**TASK DETAILS:** When the string "UpdateBookingRequest" is part of a line below, that line should be copied.

**DATA TO EXAMINE:**
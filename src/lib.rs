pub mod audit;
pub mod config;
pub mod db;
pub mod dto;
pub mod entity;
pub mod error;
pub mod models;
pub mod payments;
pub mod response;
pub mod routes;
pub mod services;
pub mod state;

pub mod middleware {
    pub mod auth;
}
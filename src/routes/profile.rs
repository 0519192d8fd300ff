use axum::{Json, Router, extract::State, routing::get};

use crate::{
    error::AppResult,
    middleware::auth::AuthUser,
    models::Profile,
    response::{ApiResponse, ErrorResponse},
    services::profile_service,
    state::AppState,
};

pub fn router() -> Router<AppState> {
    Router::new().route("/", get(get_profile))
}

/// Returns the caller's profile, creating it on first sight.
#[utoipa::path(
    get,
    path = "/api/profile",
    responses(
        (status = 200, description = "Caller profile", body = ApiResponse<Profile>),
        (status = 401, description = "Authentication required", body = ErrorResponse)
    ),
    security(("bearer_auth" = [])),
    tag = "Profile"
)]
pub async fn get_profile(
    State(state): State<AppState>,
    user: AuthUser,
) -> AppResult<Json<ApiResponse<Profile>>> {
    let resp = profile_service::get_profile(&state, &user).await?;
    Ok(Json(resp))
}
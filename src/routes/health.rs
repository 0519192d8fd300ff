use axum::{Json, extract::State, http::StatusCode};
use serde::Serialize;
use utoipa::ToSchema;

use crate::{
    response::{ApiResponse, Meta},
    state::AppState,
};

#[derive(Serialize, ToSchema)]
pub struct HealthData {
    pub status: String,
}

#[utoipa::path(
    get,
    path = "/health",
    responses(
        (status = 200, description = "OK", body = ApiResponse<HealthData>),
    ),
        tag = "Health"
)]
pub async fn health_check() -> Json<ApiResponse<HealthData>> {
    let data = HealthData {
        status: "ok".to_string(),
    };

    Json(ApiResponse::success(
        "Health check",
        data,
        Some(Meta::empty()),
    ))
}

/// Readiness: the database answers a trivial query.
#[utoipa::path(
    get,
    path = "/health/ready",
    responses(
        (status = 200, description = "Database reachable", body = ApiResponse<HealthData>),
        (status = 503, description = "Database unreachable", body = ApiResponse<HealthData>),
    ),
    tag = "Health"
)]
pub async fn readiness(State(state): State<AppState>) -> (StatusCode, Json<ApiResponse<HealthData>>) {
    match sqlx::query("SELECT 1").execute(&state.pool).await {
        Ok(_) => (
            StatusCode::OK,
            Json(ApiResponse::success(
                "Ready",
                HealthData {
                    status: "ready".to_string(),
                },
                Some(Meta::empty()),
            )),
        ),
        Err(err) => {
            tracing::warn!(error = %err, "readiness probe failed");
            let mut body = ApiResponse::success(
                "Database unavailable",
                HealthData {
                    status: "unavailable".to_string(),
                },
                Some(Meta::empty()),
            );
            body.success = false;
            (StatusCode::SERVICE_UNAVAILABLE, Json(body))
        }
    }
}
pub mod addresses;
pub mod assessments;
pub mod bookings;
pub mod checkout;
pub mod services;
pub mod webhook;
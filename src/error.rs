use axum::{
    extract::rejection::JsonRejection,
    http::StatusCode,
    response::{IntoResponse, Response},
};
use sea_orm::SqlErr;
use thiserror::Error;

use crate::{
    config::ConfigError,
    models::TransitionError,
    payments::{ProviderError, ProviderErrorKind, metadata::MetadataError, signature::SignatureError},
    response::{ErrorBody, ErrorResponse, FieldError},
};

#[derive(Debug, Error)]
pub enum AppError {
    #[error("Authentication required")]
    Unauthorized,

    #[error("Validation failed")]
    Validation(Vec<FieldError>),

    #[error("Bad request: {0}")]
    BadRequest(String),

    /// Also returned when the record exists but belongs to someone else.
    #[error("Not found or unauthorized")]
    NotFound,

    #[error("Conflict: {0}")]
    Conflict(String),

    #[error("Invalid status transition: {0}")]
    InvalidTransition(#[from] TransitionError),

    #[error("Webhook signature verification failed: {0}")]
    InvalidSignature(#[from] SignatureError),

    #[error("Webhook metadata rejected: {0}")]
    InvalidMetadata(#[from] MetadataError),

    #[error("Payment provider error")]
    Upstream(#[from] ProviderError),

    #[error("Server misconfigured")]
    Configuration(#[from] ConfigError),

    #[error("Database error")]
    DbError(#[from] sqlx::Error),

    #[error("ORM error")]
    OrmError(#[from] sea_orm::DbErr),

    #[error("Internal Server Error")]
    Internal(#[from] anyhow::Error),
}

impl AppError {
    pub fn validation(field: impl Into<String>, message: impl Into<String>) -> Self {
        AppError::Validation(vec![FieldError::new(field, message)])
    }

    pub fn status(&self) -> StatusCode {
        match self {
            AppError::Unauthorized => StatusCode::UNAUTHORIZED,
            AppError::Validation(_)
            | AppError::BadRequest(_)
            | AppError::InvalidSignature(_)
            | AppError::InvalidMetadata(_) => StatusCode::BAD_REQUEST,
            AppError::NotFound => StatusCode::NOT_FOUND,
            AppError::Conflict(_) | AppError::InvalidTransition(_) => StatusCode::CONFLICT,
            AppError::Upstream(err) => match err.kind {
                ProviderErrorKind::CardDeclined => StatusCode::PAYMENT_REQUIRED,
                ProviderErrorKind::RateLimited => StatusCode::TOO_MANY_REQUESTS,
                ProviderErrorKind::InvalidRequest => StatusCode::BAD_REQUEST,
                ProviderErrorKind::Authentication => StatusCode::INTERNAL_SERVER_ERROR,
                ProviderErrorKind::Unreachable | ProviderErrorKind::Unavailable => {
                    StatusCode::SERVICE_UNAVAILABLE
                }
            },
            AppError::Configuration(_)
            | AppError::DbError(_)
            | AppError::OrmError(_)
            | AppError::Internal(_) => StatusCode::INTERNAL_SERVER_ERROR,
        }
    }

    pub fn code(&self) -> &'static str {
        match self {
            AppError::Unauthorized => "authentication_required",
            AppError::Validation(_) | AppError::BadRequest(_) => "validation_failed",
            AppError::NotFound => "not_found",
            AppError::Conflict(_) => "conflict",
            AppError::InvalidTransition(_) => "invalid_transition",
            AppError::InvalidSignature(_) => "invalid_signature",
            AppError::InvalidMetadata(_) => "invalid_metadata",
            AppError::Upstream(_) => "payment_provider_error",
            AppError::Configuration(_) => "server_misconfigured",
            AppError::DbError(_) | AppError::OrmError(_) => "storage_error",
            AppError::Internal(_) => "internal_error",
        }
    }

    /// Text shown to the client. Storage, configuration and provider
    /// details stay in the server log.
    fn public_message(&self) -> String {
        match self {
            AppError::Upstream(err) => err.kind.user_message().to_string(),
            AppError::Configuration(err) if cfg!(debug_assertions) => {
                format!("Server misconfigured: {err}")
            }
            AppError::Configuration(_) => "Server misconfigured".to_string(),
            AppError::DbError(_) | AppError::OrmError(_) | AppError::Internal(_) => {
                "Something went wrong. Please try again later.".to_string()
            }
            other => other.to_string(),
        }
    }

    fn fields(&self) -> Vec<FieldError> {
        match self {
            AppError::Validation(fields) => fields.clone(),
            AppError::InvalidMetadata(err) => err.field_errors(),
            _ => Vec::new(),
        }
    }

    fn log(&self) {
        match self {
            AppError::Configuration(err) => tracing::error!(error = %err, "configuration error"),
            AppError::DbError(err) => tracing::error!(error = %err, "database error"),
            AppError::OrmError(err) => tracing::error!(error = %err, "orm error"),
            AppError::Internal(err) => tracing::error!(error = ?err, "internal error"),
            AppError::Upstream(err) => {
                tracing::error!(kind = ?err.kind, detail = %err.detail, "payment provider error")
            }
            AppError::InvalidSignature(err) => tracing::warn!(error = %err, "webhook rejected"),
            AppError::InvalidMetadata(err) => tracing::warn!(error = %err, "webhook rejected"),
            _ => {}
        }
    }
}

impl From<JsonRejection> for AppError {
    fn from(rejection: JsonRejection) -> Self {
        AppError::BadRequest(rejection.body_text())
    }
}

impl IntoResponse for AppError {
    fn into_response(self) -> Response {
        self.log();
        let status = self.status();
        let message = self.public_message();

        let body = ErrorResponse {
            success: false,
            message: message.clone(),
            error: ErrorBody {
                code: self.code().to_string(),
                error: message,
                fields: self.fields(),
            },
        };

        (status, axum::Json(body)).into_response()
    }
}

pub type AppResult<T> = Result<T, AppError>;

pub fn is_unique_violation(err: &sea_orm::DbErr) -> bool {
    matches!(err.sql_err(), Some(SqlErr::UniqueConstraintViolation(_)))
}

pub fn is_foreign_key_violation(err: &sea_orm::DbErr) -> bool {
    matches!(err.sql_err(), Some(SqlErr::ForeignKeyConstraintViolation(_)))
}

#[cfg(test)]
mod tests {
    use super::*;

    #[test]
    fn storage_details_are_not_exposed() {
        let err = AppError::Internal(anyhow::anyhow!("password=hunter2 connection refused"));
        assert_eq!(err.status(), StatusCode::INTERNAL_SERVER_ERROR);
        assert!(!err.public_message().contains("hunter2"));
    }

    #[test]
    fn provider_errors_use_safe_messages() {
        let err = AppError::Upstream(ProviderError::new(
            ProviderErrorKind::Authentication,
            "Invalid API Key provided: sk_test_****1234",
        ));
        assert_eq!(err.status(), StatusCode::INTERNAL_SERVER_ERROR);
        assert!(!err.public_message().contains("sk_test"));

        let err = AppError::Upstream(ProviderError::new(ProviderErrorKind::Unreachable, "timeout"));
        assert_eq!(err.status(), StatusCode::SERVICE_UNAVAILABLE);
    }

    #[test]
    fn metadata_errors_carry_field_detail() {
        let err = AppError::from(MetadataError::Missing(vec!["userId", "price"]));
        assert_eq!(err.status(), StatusCode::BAD_REQUEST);
        let fields: Vec<String> = err.fields().into_iter().map(|f| f.field).collect();
        assert_eq!(fields, vec!["userId", "price"]);
    }
}
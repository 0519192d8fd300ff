use axum::{
    Json, Router,
    extract::{Path, Query, State, rejection::JsonRejection},
    routing::{get, post},
};
use uuid::Uuid;

use crate::{
    dto::bookings::{BookingList, BookingListQuery, UpdateBookingRequest},
    error::AppResult,
    middleware::auth::AuthUser,
    models::Booking,
    response::{ApiResponse, ErrorResponse},
    services::booking_service,
    state::AppState,
};

pub fn router() -> Router<AppState> {
    Router::new()
        .route("/", get(list_bookings))
        .route("/{id}", get(get_booking).patch(update_booking))
        .route("/{id}/cancel", post(cancel_booking))
}

#[utoipa::path(
    get,
    path = "/api/bookings",
    params(BookingListQuery),
    responses(
        (status = 200, description = "Caller's bookings, empty until the payment webhook lands", body = ApiResponse<BookingList>),
        (status = 401, description = "Authentication required", body = ErrorResponse)
    ),
    security(("bearer_auth" = [])),
    tag = "Bookings"
)]
pub async fn list_bookings(
    State(state): State<AppState>,
    user: AuthUser,
    Query(query): Query<BookingListQuery>,
) -> AppResult<Json<ApiResponse<BookingList>>> {
    let resp = booking_service::list_bookings(&state, &user, query).await?;
    Ok(Json(resp))
}

#[utoipa::path(
    get,
    path = "/api/bookings/{id}",
    params(("id" = Uuid, Path, description = "Booking ID")),
    responses(
        (status = 200, description = "Booking", body = ApiResponse<Booking>),
        (status = 404, description = "Not found or unauthorized", body = ErrorResponse)
    ),
    security(("bearer_auth" = [])),
    tag = "Bookings"
)]
pub async fn get_booking(
    State(state): State<AppState>,
    user: AuthUser,
    Path(id): Path<Uuid>,
) -> AppResult<Json<ApiResponse<Booking>>> {
    let resp = booking_service::get_booking(&state, &user, id).await?;
    Ok(Json(resp))
}

#[utoipa::path(
    patch,
    path = "/api/bookings/{id}",
    params(("id" = Uuid, Path, description = "Booking ID")),
    request_body = UpdateBookingRequest,
    responses(
        (status = 200, description = "Booking updated", body = ApiResponse<Booking>),
        (status = 400, description = "Invalid status or reschedule fields", body = ErrorResponse),
        (status = 404, description = "Not found or unauthorized", body = ErrorResponse),
        (status = 409, description = "Transition not allowed", body = ErrorResponse)
    ),
    security(("bearer_auth" = [])),
    tag = "Bookings"
)]
pub async fn update_booking(
    State(state): State<AppState>,
    user: AuthUser,
    Path(id): Path<Uuid>,
    payload: Result<Json<UpdateBookingRequest>, JsonRejection>,
) -> AppResult<Json<ApiResponse<Booking>>> {
    let Json(payload) = payload?;
    let resp = booking_service::update_booking(&state, &user, id, payload).await?;
    Ok(Json(resp))
}

#[utoipa::path(
    post,
    path = "/api/bookings/{id}/cancel",
    params(("id" = Uuid, Path, description = "Booking ID")),
    responses(
        (status = 200, description = "Booking cancelled", body = ApiResponse<Booking>),
        (status = 404, description = "Not found or unauthorized", body = ErrorResponse),
        (status = 409, description = "Booking already completed or cancelled", body = ErrorResponse)
    ),
    security(("bearer_auth" = [])),
    tag = "Bookings"
)]
pub async fn cancel_booking(
    State(state): State<AppState>,
    user: AuthUser,
    Path(id): Path<Uuid>,
) -> AppResult<Json<ApiResponse<Booking>>> {
    let resp = booking_service::cancel_booking(&state, &user, id).await?;
    Ok(Json(resp))
}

**FINAL ANSWER:**
    dto::bookings::{BookingList, BookingListQuery, UpdateBookingRequest},
    request_body = UpdateBookingRequest,
    payload: Result<Json<UpdateBookingRequest>, JsonRejection>,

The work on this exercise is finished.